**Work order**
Search the data for the string "HashMap" and copy each line where it turns up.
★ ★ ★ ★ ★
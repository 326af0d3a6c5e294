use axum::routing::post;
use axum::Router;

pub mod access;
pub mod auth;
pub mod blobs;
pub mod datarooms;
pub mod error;
pub mod files;
pub mod folders;
pub mod search;

pub use error::VaultApiError;
pub use search::{SearchRequest, SearchResponse};

use crate::ServiceState;

pub fn router(state: ServiceState) -> Router<ServiceState> {
    Router::new()
        .nest("/auth", auth::router(state.clone()))
        .nest("/datarooms", datarooms::router(state.clone()))
        .nest("/access", access::router(state.clone()))
        .nest("/folders", folders::router(state.clone()))
        .nest("/files", files::router(state.clone()))
        .route("/search", post(search::handler))
        .route(
            "/blobs/:storage_ref",
            post(blobs::upload_handler).get(blobs::download_handler),
        )
        .with_state(state)
}
use axum::extract::{Json, State};
use axum::response::IntoResponse;
use reqwest::{Client, RequestBuilder, Url};
use serde::{Deserialize, Serialize};

use common::prelude::{DataroomId, Folder, FolderId, UserId};

use crate::http_server::api::client::ApiRequest;
use crate::http_server::api::v0::error::VaultApiError;
use crate::ServiceState;

/// List the folders directly under a parent (or the root).
#[derive(Debug, Clone, Serialize, Deserialize, clap::Args)]
pub struct ListRequest {
    /// Acting user
    #[arg(long, env = "DATAROOM_USER")]
    pub user_id: UserId,
    /// Dataroom to act on
    #[arg(long)]
    pub dataroom_id: DataroomId,
    /// Parent folder, omit for the dataroom root
    #[arg(long)]
    pub parent_id: Option<FolderId>,
}

#[derive(Debug, Clone, Serialize, Deserialize)]
pub struct ListResponse {
    pub folders: Vec<Folder>,
}

pub async fn handler(
    State(state): State<ServiceState>,
    Json(req): Json<ListRequest>,
) -> Result<impl IntoResponse, VaultApiError> {
    let folders = state
        .vault()
        .list_folders(req.user_id, req.dataroom_id, req.parent_id)
        .await?;
    Ok((http::StatusCode::OK, Json(ListResponse { folders })).into_response())
}

// Client implementation - builds request for this operation
impl ApiRequest for ListRequest {
    type Response = ListResponse;

    fn build_request(self, base_url: &Url, client: &Client) -> RequestBuilder {
        let full_url = base_url.join("/api/v0/folders/list").unwrap();
        client.post(full_url).json(&self)
    }
}
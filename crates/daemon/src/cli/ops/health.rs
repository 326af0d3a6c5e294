use clap::Args;

use dataroom_daemon::state::{AppState, BlobStoreConfig};

#[derive(Args, Debug, Clone)]
pub struct Health;

#[derive(Debug, thiserror::Error)]
pub enum HealthError {
    #[error("Health check failed: {0}")]
    Failed(String),
}

fn blob_store_kind(config: &BlobStoreConfig) -> &'static str {
    match config {
        BlobStoreConfig::Memory => "memory",
        BlobStoreConfig::Filesystem { .. } => "filesystem",
        BlobStoreConfig::S3 { .. } => "s3",
    }
}

#[async_trait::async_trait]
impl crate::cli::op::Op for Health {
    type Error = HealthError;
    type Output = String;

    async fn execute(&self, ctx: &crate::cli::op::OpContext) -> Result<Self::Output, Self::Error> {
        let mut lines = Vec::new();

        // 1. Check config directory
        lines.push("Config:".to_string());
        match AppState::load(ctx.config_path.clone()) {
            Ok(state) => {
                lines.push(format!("  directory:    {}", state.data_dir.display()));
                lines.push("  config.toml:  OK".to_string());
                lines.push("  db.sqlite:    OK".to_string());
                lines.push("  blobs/:       OK".to_string());
                lines.push(format!("  api_port:     {}", state.config.api_port));
                lines.push(format!("  blob_store:   {}", blob_store_kind(&state.config.blob_store)));
                if let Some(url) = &state.config.public_url {
                    lines.push(format!("  public_url:   {}", url));
                }
            }
            Err(e) => {
                lines.push(format!("  error: {}", e));
            }
        }

        // 2. Check daemon liveness
        let base = ctx.client.base_url();
        let client = ctx.client.http_client();

        lines.push(String::new());
        lines.push(format!("Daemon ({}):", base));

        let livez_url = format!("{}/_status/livez", base.as_str().trim_end_matches('/'));
        match client.get(&livez_url).send().await {
            Ok(resp) if resp.status().is_success() => {
                lines.push("  livez:  OK".to_string());
            }
            Ok(resp) => {
                lines.push(format!("  livez:  UNHEALTHY ({})", resp.status()));
            }
            Err(_) => {
                lines.push("  livez:  NOT REACHABLE".to_string());
            }
        }

        // 3. Check daemon readiness (database reachable)
        let readyz_url = format!("{}/_status/readyz", base.as_str().trim_end_matches('/'));
        match client.get(&readyz_url).send().await {
            Ok(resp) if resp.status().is_success() => {
                lines.push("  readyz: OK".to_string());
            }
            Ok(resp) => {
                lines.push(format!("  readyz: UNHEALTHY ({})", resp.status()));
            }
            Err(_) => {
                lines.push("  readyz: NOT REACHABLE".to_string());
            }
        }

        Ok(lines.join("\n"))
    }
}
use clap::Args;

use common::prelude::build_info;

#[derive(Args, Debug, Clone)]
pub struct Version;

#[derive(Debug, thiserror::Error)]
pub enum VersionError {
    #[error("Version operation failed: {0}")]
    Failed(String),
}

#[async_trait::async_trait]
impl crate::cli::op::Op for Version {
    type Error = VersionError;
    type Output = String;

    async fn execute(&self, _ctx: &crate::cli::op::OpContext) -> Result<Self::Output, Self::Error> {
        let info = build_info();
        Ok(format!(
            "dataroom {} (package {}, {} build, features: {}, built {})",
            info.version,
            info.package_version,
            info.build_profile,
            info.build_features,
            info.build_timestamp
        ))
    }
}
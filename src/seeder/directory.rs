//! One seeder per seed-source identity.
//!
//! The directory is an explicit value the host application creates and
//! shares; there is no hidden process-wide registry. Lookup is idempotent
//! per source identity (value equality via [`SourceKey`]), and a terminated
//! task removes its own entry, so the next lookup for the same identity
//! builds a fresh one.

use std::collections::HashMap;
use std::sync::{Arc, Mutex, MutexGuard, PoisonError};

use crate::config::SeederConfig;
use crate::seed::{SeedSource, SourceKey};

use super::task::Seeder;

/// Owns the map from seed-source identity to its one running seeder.
pub struct SeederDirectory {
    config: SeederConfig,
    seeders: Mutex<HashMap<SourceKey, Arc<Seeder>>>,
}

impl SeederDirectory {
    pub fn new(config: SeederConfig) -> Arc<Self> {
        Arc::new(Self {
            config,
            seeders: Mutex::new(HashMap::new()),
        })
    }

    pub fn with_defaults() -> Arc<Self> {
        Self::new(SeederConfig::default())
    }

    /// Returns the seeder for `source`'s identity, starting one if none is
    /// running. Sources comparing equal by key share one task.
    pub fn get_or_create(
        directory: &Arc<SeederDirectory>,
        source: Arc<dyn SeedSource>,
    ) -> Arc<Seeder> {
        let key = source.key();
        let mut map = directory.lock_map();
        if let Some(existing) = map.get(&key) {
            // A terminated entry can linger briefly before its task removes
            // itself; replace it here rather than handing it out.
            if !existing.is_terminated() {
                return Arc::clone(existing);
            }
        }
        let seeder = Seeder::start(source, &directory.config);
        seeder.set_home(directory);
        map.insert(key, Arc::clone(&seeder));
        seeder
    }

    /// Number of directory entries (terminated-but-unremoved included).
    pub fn len(&self) -> usize {
        self.lock_map().len()
    }

    pub fn is_empty(&self) -> bool {
        self.len() == 0
    }

    /// Called by a terminating task; removes the entry only if it still maps
    /// to that task, never a fresh replacement.
    pub(crate) fn remove_terminated(&self, key: &SourceKey, seeder: &Seeder) {
        let mut map = self.lock_map();
        if let Some(current) = map.get(key) {
            if std::ptr::eq(current.as_ref(), seeder) {
                map.remove(key);
            }
        }
    }

    fn lock_map(&self) -> MutexGuard<'_, HashMap<SourceKey, Arc<Seeder>>> {
        self.seeders.lock().unwrap_or_else(PoisonError::into_inner)
    }
}

#[cfg(test)]
mod tests {
    use std::thread;
    use std::time::{Duration, Instant};

    use super::*;
    use crate::prng::testing::SplitMixCore;
    use crate::prng::TrackedRng;
    use crate::seed::testing::{FailingSeedSource, FakeSeedSource};

    fn directory() -> Arc<SeederDirectory> {
        SeederDirectory::new(SeederConfig {
            poll_interval_ms: 1,
        })
    }

    fn wait_until(timeout_ms: u64, mut condition: impl FnMut() -> bool) -> bool {
        let deadline = Instant::now() + Duration::from_millis(timeout_ms);
        while Instant::now() < deadline {
            if condition() {
                return true;
            }
            thread::sleep(Duration::from_millis(2));
        }
        condition()
    }

    #[test]
    fn test_lookup_is_idempotent_per_identity() {
        let dir = directory();
        let a = SeederDirectory::get_or_create(&dir, Arc::new(FakeSeedSource::new("one")));
        let b = SeederDirectory::get_or_create(&dir, Arc::new(FakeSeedSource::new("one")));
        let c = SeederDirectory::get_or_create(&dir, Arc::new(FakeSeedSource::new("two")));
        // Identity is value equality of the source, not instance identity.
        assert!(Arc::ptr_eq(&a, &b));
        assert!(!Arc::ptr_eq(&a, &c));
        assert_eq!(dir.len(), 2);
    }

    #[test]
    fn test_terminated_task_removes_its_entry() {
        let dir = directory();
        let doomed =
            SeederDirectory::get_or_create(&dir, Arc::new(FailingSeedSource::new("dead")));

        let depleted = Arc::new(TrackedRng::new(
            SplitMixCore::new(1),
            1u64.to_be_bytes().to_vec(),
        ));
        depleted.next_u64();
        depleted.next_u64();
        TrackedRng::attach_seeder(&depleted, &doomed).unwrap();

        assert!(wait_until(2_000, || doomed.is_terminated()));
        assert!(wait_until(2_000, || dir.is_empty()));

        // The next lookup for the same identity starts a fresh task.
        let fresh =
            SeederDirectory::get_or_create(&dir, Arc::new(FailingSeedSource::new("dead")));
        assert!(!Arc::ptr_eq(&doomed, &fresh));
        // With nothing registered the fresh task idles instead of failing.
        assert!(!fresh.is_terminated());
        assert_eq!(dir.len(), 1);
    }

    #[test]
    fn test_stop_while_idle_removes_entry() {
        let dir = directory();
        let seeder = SeederDirectory::get_or_create(&dir, Arc::new(FakeSeedSource::new("idle")));
        seeder.stop_if_empty();
        assert!(wait_until(2_000, || dir.is_empty()));
    }
}
//! AES counter-mode generator core.
//!
//! The counter block is encrypted to produce one cipher block of keystream;
//! the counter then increments big-endian with carry across its full width.
//! Output is served from a one-block buffer and the next counter value is
//! only encrypted once the buffer runs dry.
//!
//! # Design
//! - **Seed layout**: the leading bytes become the cipher key (largest
//!   supported AES size that fits), the remainder seeds the initial counter
//!   block. Valid lengths are 16 through `max_key_length_bytes() + 16`.
//! - **Merge reseeds**: `merge_seed` XORs incoming bytes into the live
//!   key/counter instead of replacing them. Resupplying an old seed can
//!   therefore never rewind the counter onto already-emitted keystream, and
//!   repeated reseeds with the same bytes after a state restore stay
//!   convergent.
//! - **Restore advance**: a deserialized core steps its counter once on
//!   first use, so a restored generator never re-emits output the original
//!   already produced.
//!
//! # Security
//! - Key and counter state are zeroized on drop; the `aes` crate zeroizes
//!   its round keys. `dump_state` only ever shows a key fingerprint.

use std::sync::OnceLock;

use aes::cipher::generic_array::GenericArray;
use aes::cipher::{BlockEncrypt, KeyInit};
use aes::{Aes128, Aes192, Aes256};
use zeroize::Zeroize;

use crate::seed::{OsSeedSource, SeedSource};

use super::tracked::TrackedRng;
use super::{RandomCore, RngError};

/// Width of the counter block and of each keystream refill, in bytes.
pub const COUNTER_SIZE_BYTES: usize = 16;

/// Seed length used when a caller does not pick one: a 16-byte key plus a
/// fully seeded counter block.
pub const DEFAULT_SEED_SIZE_BYTES: usize = 32;

const MIN_SEED_SIZE_BYTES: usize = 16;

/// An entropy-tracked AES counter-mode generator.
pub type AesCounterRandom = TrackedRng<AesCtrCore>;

/// Largest AES key this environment supports, in bytes. Queried once and
/// cached for the life of the process.
pub fn max_key_length_bytes() -> usize {
    static MAX_KEY: OnceLock<usize> = OnceLock::new();
    // No runtime policy restricts key sizes here; every RustCrypto AES
    // variant is compiled in, so the probe resolves to AES-256.
    *MAX_KEY.get_or_init(|| 32)
}

enum AesCipher {
    Aes128(Aes128),
    Aes192(Aes192),
    Aes256(Aes256),
}

impl AesCipher {
    /// `key` must be 16, 24 or 32 bytes; seed validation upholds this.
    fn new(key: &[u8]) -> Self {
        match key.len() {
            16 => Self::Aes128(Aes128::new(GenericArray::from_slice(key))),
            24 => Self::Aes192(Aes192::new(GenericArray::from_slice(key))),
            32 => Self::Aes256(Aes256::new(GenericArray::from_slice(key))),
            n => unreachable!("unsupported AES key size {} slipped past validation", n),
        }
    }

    fn encrypt(&self, block: &mut [u8; COUNTER_SIZE_BYTES]) {
        let block = GenericArray::from_mut_slice(block);
        match self {
            Self::Aes128(c) => c.encrypt_block(block),
            Self::Aes192(c) => c.encrypt_block(block),
            Self::Aes256(c) => c.encrypt_block(block),
        }
    }
}

/// Raw source: a block cipher run in counter mode.
pub struct AesCtrCore {
    cipher: AesCipher,
    key: Vec<u8>,
    counter: [u8; COUNTER_SIZE_BYTES],
    buffer: [u8; COUNTER_SIZE_BYTES],
    /// Next unread buffer byte; `COUNTER_SIZE_BYTES` means exhausted.
    cursor: usize,
    /// Set after deserialization; cleared by first use or by a reseed.
    advance_on_use: bool,
}

impl AesCtrCore {
    /// Builds a core from `seed`: leading bytes key the cipher, the rest
    /// seed the counter block.
    pub fn from_seed(seed: &[u8]) -> Result<Self, RngError> {
        validate_seed_length(seed, max_key_length_bytes() + COUNTER_SIZE_BYTES)?;
        let key_len = key_length_for(seed.len());
        let key = seed[..key_len].to_vec();
        let mut counter = [0u8; COUNTER_SIZE_BYTES];
        let rest = &seed[key_len..];
        counter[..rest.len()].copy_from_slice(rest);
        Ok(Self {
            cipher: AesCipher::new(&key),
            key,
            counter,
            buffer: [0u8; COUNTER_SIZE_BYTES],
            cursor: COUNTER_SIZE_BYTES,
            advance_on_use: false,
        })
    }

    fn refill(&mut self) {
        let mut block = self.counter;
        self.cipher.encrypt(&mut block);
        self.buffer = block;
        increment_counter(&mut self.counter);
        self.cursor = 0;
    }
}

impl Drop for AesCtrCore {
    fn drop(&mut self) {
        self.key.zeroize();
        self.counter.zeroize();
        self.buffer.zeroize();
    }
}

/// Picks the key width for a seed of `seed_len` bytes: the largest supported
/// AES size that leaves the remainder for the counter.
fn key_length_for(seed_len: usize) -> usize {
    let cap = max_key_length_bytes();
    if seed_len >= 32 {
        32.min(cap)
    } else if seed_len >= 24 {
        24.min(cap)
    } else {
        16
    }
}

fn validate_seed_length(seed: &[u8], max: usize) -> Result<(), RngError> {
    if seed.is_empty() {
        return Err(RngError::EmptySeed);
    }
    if seed.len() < MIN_SEED_SIZE_BYTES || seed.len() > max {
        return Err(RngError::InvalidSeed {
            len: seed.len(),
            min: MIN_SEED_SIZE_BYTES,
            max,
        });
    }
    Ok(())
}

/// Big-endian increment with carry across the whole block.
fn increment_counter(counter: &mut [u8; COUNTER_SIZE_BYTES]) {
    for byte in counter.iter_mut().rev() {
        let (incremented, carry) = byte.overflowing_add(1);
        *byte = incremented;
        if !carry {
            break;
        }
    }
}

impl RandomCore for AesCtrCore {
    fn name(&self) -> &'static str {
        "AesCounterRandom"
    }

    fn next_raw(&mut self) -> u64 {
        if self.advance_on_use {
            // First use since a state restore: step past everything the
            // originating instance may already have emitted.
            self.advance_on_use = false;
            increment_counter(&mut self.counter);
            self.cursor = COUNTER_SIZE_BYTES;
        }
        if self.cursor >= COUNTER_SIZE_BYTES {
            self.refill();
        }
        let mut word = [0u8; 8];
        word.copy_from_slice(&self.buffer[self.cursor..self.cursor + 8]);
        self.cursor += 8;
        u64::from_be_bytes(word)
    }

    fn merge_seed(&mut self, seed: &[u8]) -> Result<(), RngError> {
        validate_seed_length(seed, self.key.len() + COUNTER_SIZE_BYTES)?;
        let split = seed.len().min(self.key.len());
        for (key_byte, seed_byte) in self.key.iter_mut().zip(&seed[..split]) {
            *key_byte ^= seed_byte;
        }
        for (ctr_byte, seed_byte) in self.counter.iter_mut().zip(&seed[split..]) {
            *ctr_byte ^= seed_byte;
        }
        self.cipher = AesCipher::new(&self.key);
        // Buffered output belongs to the pre-merge stream.
        self.cursor = COUNTER_SIZE_BYTES;
        self.advance_on_use = false;
        Ok(())
    }

    fn merge_seed_u64(&mut self, seed: u64) {
        for (key_byte, seed_byte) in self.key.iter_mut().zip(seed.to_be_bytes()) {
            *key_byte ^= seed_byte;
        }
        self.cipher = AesCipher::new(&self.key);
        self.cursor = COUNTER_SIZE_BYTES;
        self.advance_on_use = false;
    }

    fn new_seed_length(&self) -> usize {
        self.key.len() + COUNTER_SIZE_BYTES
    }

    fn max_state_bits(&self) -> i64 {
        8 * (self.key.len() + COUNTER_SIZE_BYTES) as i64
    }

    fn seed_snapshot(&self) -> Vec<u8> {
        let mut snapshot = self.key.clone();
        snapshot.extend_from_slice(&self.counter);
        snapshot
    }

    fn dump_state(&self) -> String {
        format!(
            "key#{}, ctr={}, cursor={}",
            &blake3::hash(&self.key).to_hex()[..16],
            hex::encode(self.counter),
            self.cursor
        )
    }
}

impl TrackedRng<AesCtrCore> {
    /// Builds a generator from an explicit seed; see [`AesCtrCore::from_seed`]
    /// for the layout and the accepted lengths.
    pub fn from_seed(seed: &[u8]) -> Result<Self, RngError> {
        let core = AesCtrCore::from_seed(seed)?;
        Ok(TrackedRng::new(core, seed.to_vec()))
    }

    /// Builds a generator from `length` bytes pulled out of `source`.
    pub fn with_seed_length(length: usize, source: &dyn SeedSource) -> Result<Self, RngError> {
        let seed = source.generate_seed(length)?;
        Self::from_seed(&seed)
    }

    /// Builds a generator seeded by the operating system.
    pub fn from_os_seed() -> Result<Self, RngError> {
        Self::with_seed_length(DEFAULT_SEED_SIZE_BYTES, &OsSeedSource::new())
    }

    /// Builds an OS-seeded generator, then folds in the caller's 64-bit
    /// value the same way `set_seed_u64` would.
    pub fn from_u64(seed: u64) -> Result<Self, RngError> {
        let rng = Self::from_os_seed()?;
        rng.set_seed_u64(seed);
        Ok(rng)
    }
}

impl rand_core::CryptoRng for &TrackedRng<AesCtrCore> {}

#[cfg(feature = "serde")]
mod serde_impls {
    use serde::de::{Deserialize, Deserializer, Error as DeError};
    use serde::ser::{Serialize, SerializeStruct, Serializer};

    use super::*;

    impl Serialize for AesCtrCore {
        fn serialize<S: Serializer>(&self, serializer: S) -> Result<S::Ok, S::Error> {
            let mut st = serializer.serialize_struct("AesCtrCore", 4)?;
            st.serialize_field("key", &self.key)?;
            st.serialize_field("counter", &self.counter)?;
            st.serialize_field("buffer", &self.buffer)?;
            st.serialize_field("cursor", &self.cursor)?;
            st.end()
        }
    }

    #[derive(serde::Deserialize)]
    #[serde(rename = "AesCtrCore")]
    struct AesCtrState {
        key: Vec<u8>,
        counter: [u8; COUNTER_SIZE_BYTES],
        buffer: [u8; COUNTER_SIZE_BYTES],
        cursor: usize,
    }

    impl<'de> Deserialize<'de> for AesCtrCore {
        fn deserialize<D: Deserializer<'de>>(deserializer: D) -> Result<Self, D::Error> {
            let state = AesCtrState::deserialize(deserializer)?;
            if !matches!(state.key.len(), 16 | 24 | 32) {
                return Err(D::Error::custom(format!(
                    "unsupported AES key size {}",
                    state.key.len()
                )));
            }
            if state.cursor > COUNTER_SIZE_BYTES || state.cursor % 8 != 0 {
                return Err(D::Error::custom(format!(
                    "invalid buffer cursor {}",
                    state.cursor
                )));
            }
            Ok(AesCtrCore {
                cipher: AesCipher::new(&state.key),
                key: state.key,
                counter: state.counter,
                buffer: state.buffer,
                cursor: state.cursor,
                advance_on_use: true,
            })
        }
    }
}
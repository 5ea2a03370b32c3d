//! Deterministic raw core for unit tests.

use super::{RandomCore, RngError};

/// SplitMix64 core: fast, deterministic, 64-bit state. Statistical quality
/// is good enough to exercise the distribution algorithms, and the tiny
/// state makes entropy-cap behavior easy to assert.
pub(crate) struct SplitMixCore {
    state: u64,
}

impl SplitMixCore {
    pub(crate) fn new(state: u64) -> Self {
        Self { state }
    }
}

impl RandomCore for SplitMixCore {
    fn name(&self) -> &'static str {
        "SplitMix64"
    }

    fn next_raw(&mut self) -> u64 {
        self.state = self.state.wrapping_add(0x9e37_79b9_7f4a_7c15);
        let mut z = self.state;
        z = (z ^ (z >> 30)).wrapping_mul(0xbf58_476d_1ce4_e5b9);
        z = (z ^ (z >> 27)).wrapping_mul(0x94d0_49bb_1331_11eb);
        z ^ (z >> 31)
    }

    fn merge_seed(&mut self, seed: &[u8]) -> Result<(), RngError> {
        if seed.is_empty() {
            return Err(RngError::EmptySeed);
        }
        let mut word = [0u8; 8];
        let take = seed.len().min(8);
        word[..take].copy_from_slice(&seed[..take]);
        self.state ^= u64::from_be_bytes(word);
        Ok(())
    }

    fn merge_seed_u64(&mut self, seed: u64) {
        self.state ^= seed;
    }

    fn new_seed_length(&self) -> usize {
        8
    }

    fn max_state_bits(&self) -> i64 {
        64
    }

    fn seed_snapshot(&self) -> Vec<u8> {
        self.state.to_be_bytes().to_vec()
    }

    fn dump_state(&self) -> String {
        format!("state={:016x}", self.state)
    }
}
//! Entropy-accounting pseudorandom generation with autonomous reseeding.
//!
//! Every generator tracks how many bits of real randomness remain in its
//! state, stays safe under concurrent read and reseed, and can hand its
//! replenishment to a background seeder fed by an external seed source.

pub mod config;
pub mod entropy;
pub mod prng;
pub mod seed;
pub mod seeder;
★ ★ ★ ★ ★
**Response area**
use std::collections::HashMap;
    seeders: Mutex<HashMap<SourceKey, Arc<Seeder>>>,
            seeders: Mutex::new(HashMap::new()),
    fn lock_map(&self) -> MutexGuard<'_, HashMap<SourceKey, Arc<Seeder>>> {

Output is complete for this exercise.